About this task:
For each line of the listing that contains "usize", make a copy and return it.

Task data:
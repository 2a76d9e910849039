//! Integration tests for the expression evaluator.

use dynwave::mathexpr::{BuildError, MathExpr};

fn resolve(name: &str) -> Option<usize> {
    match name.to_ascii_uppercase().as_str() {
        "A" => Some(0),
        "B" => Some(1),
        "DEPTH" => Some(2),
        _ => None,
    }
}

fn eval_const(formula: &str) -> f64 {
    MathExpr::build(formula, |_| None)
        .unwrap()
        .evaluate_constant()
}

#[test]
fn test_reference_formula() {
    // 2·(5+3)² − STEP(5) = 128 − 1
    let expr = MathExpr::build("2*(A+3)^2 - STEP(A)", resolve).unwrap();
    assert!((expr.evaluate(|_| 5.0) - 127.0).abs() < 1e-12);
}

#[test]
fn test_constant_formulas_match_math() {
    let cases: &[(&str, f64)] = &[
        ("1 + 2 + 3 + 4", 10.0),
        ("2*3 + 4*5", 26.0),
        ("100/8/2", 6.25),
        ("2^(3) * 2", 16.0),
        ("(1 + 2)*(3 + 4)", 21.0),
        ("10 - 4 - 3", 3.0),
        ("-(2 + 3) + 10", 5.0),
        ("1.25E2 + 75", 200.0),
        ("ABS(3 - 10)", 7.0),
        ("SQRT(16) + COS(0)", 5.0),
    ];
    for (formula, expected) in cases {
        let got = eval_const(formula);
        assert!(
            (got - expected).abs() < 1e-9,
            "'{formula}' = {got}, expected {expected}"
        );
    }
}

#[test]
fn test_one_program_many_stores() {
    let expr = MathExpr::build("A*B + DEPTH", resolve).unwrap();
    let stores = [[2.0, 3.0, 1.0], [0.5, -4.0, 10.0], [0.0, 0.0, 0.0]];
    for store in stores {
        let got = expr.evaluate(|i| store[i]);
        let expected = store[0] * store[1] + store[2];
        assert!((got - expected).abs() < 1e-12);
    }
}

#[test]
fn test_case_insensitive_names() {
    let expr = MathExpr::build("depth + Depth + DEPTH", resolve).unwrap();
    assert_eq!(expr.evaluate(|_| 2.0), 6.0);
    let upper = MathExpr::build("sqrt(4) + SQRT(4)", |_| None).unwrap();
    assert_eq!(upper.evaluate_constant(), 4.0);
}

#[test]
fn test_build_errors() {
    assert_eq!(
        MathExpr::build("(1 + 2", resolve).unwrap_err(),
        BuildError::UnbalancedParens
    );
    assert_eq!(
        MathExpr::build("SIN 30", resolve).unwrap_err(),
        BuildError::FunctionWithoutParen
    );
    assert_eq!(
        MathExpr::build("2 ^ A", resolve).unwrap_err(),
        BuildError::ExponentNotNumber
    );
    assert_eq!(
        MathExpr::build("2 + UNKNOWN", resolve).unwrap_err(),
        BuildError::UnknownName("UNKNOWN".into())
    );
    assert_eq!(
        MathExpr::build("4E+", resolve).unwrap_err(),
        BuildError::MalformedNumber
    );
    assert!(MathExpr::build("", resolve).is_err());
}

#[test]
fn test_error_messages_are_one_line() {
    let err = MathExpr::build("(1 + 2", resolve).unwrap_err();
    let msg = err.to_string();
    assert!(!msg.is_empty());
    assert!(!msg.contains('\n'));
}

#[test]
fn test_format_round_trip() {
    let formulas = [
        "2*(A+3)^2 - STEP(A)",
        "SINH(B) + COSH(B)*TANH(A)",
        "-A/(B + 4.5) + LOG10(100)",
        "A^(-2) + 2^(0.5)",
    ];
    for formula in formulas {
        let expr = MathExpr::build(formula, resolve).unwrap();
        let rendered = expr.format_with(|i| ["A", "B", "DEPTH"][i].to_string());
        let rebuilt = MathExpr::build(&rendered, resolve)
            .unwrap_or_else(|e| panic!("'{rendered}' failed to rebuild: {e}"));
        let vars = |i: usize| [1.7, -0.3, 4.0][i];
        let a = expr.evaluate(vars);
        let b = rebuilt.evaluate(vars);
        assert!(
            (a - b).abs() <= 1e-12 * a.abs().max(1.0),
            "'{formula}' -> '{rendered}': {a} vs {b}"
        );
    }
}

#[test]
fn test_deeply_nested_formula() {
    // Build ((((1)+1)+1)...) to make sure recursion depth is sane for
    // realistic one-line formulas.
    let mut formula = String::from("1");
    for _ in 0..50 {
        formula = format!("({formula} + 1)");
    }
    assert_eq!(eval_const(&formula), 51.0);
}

#[test]
fn test_whitespace_insensitive() {
    assert_eq!(eval_const("1+2*3"), eval_const("1 + 2 * 3"));
    assert_eq!(eval_const("  SQRT( 16 )  "), 4.0);
}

Response area:
fn resolve(name: &str) -> Option<usize> {
        let vars = |i: usize| [1.7, -0.3, 4.0][i];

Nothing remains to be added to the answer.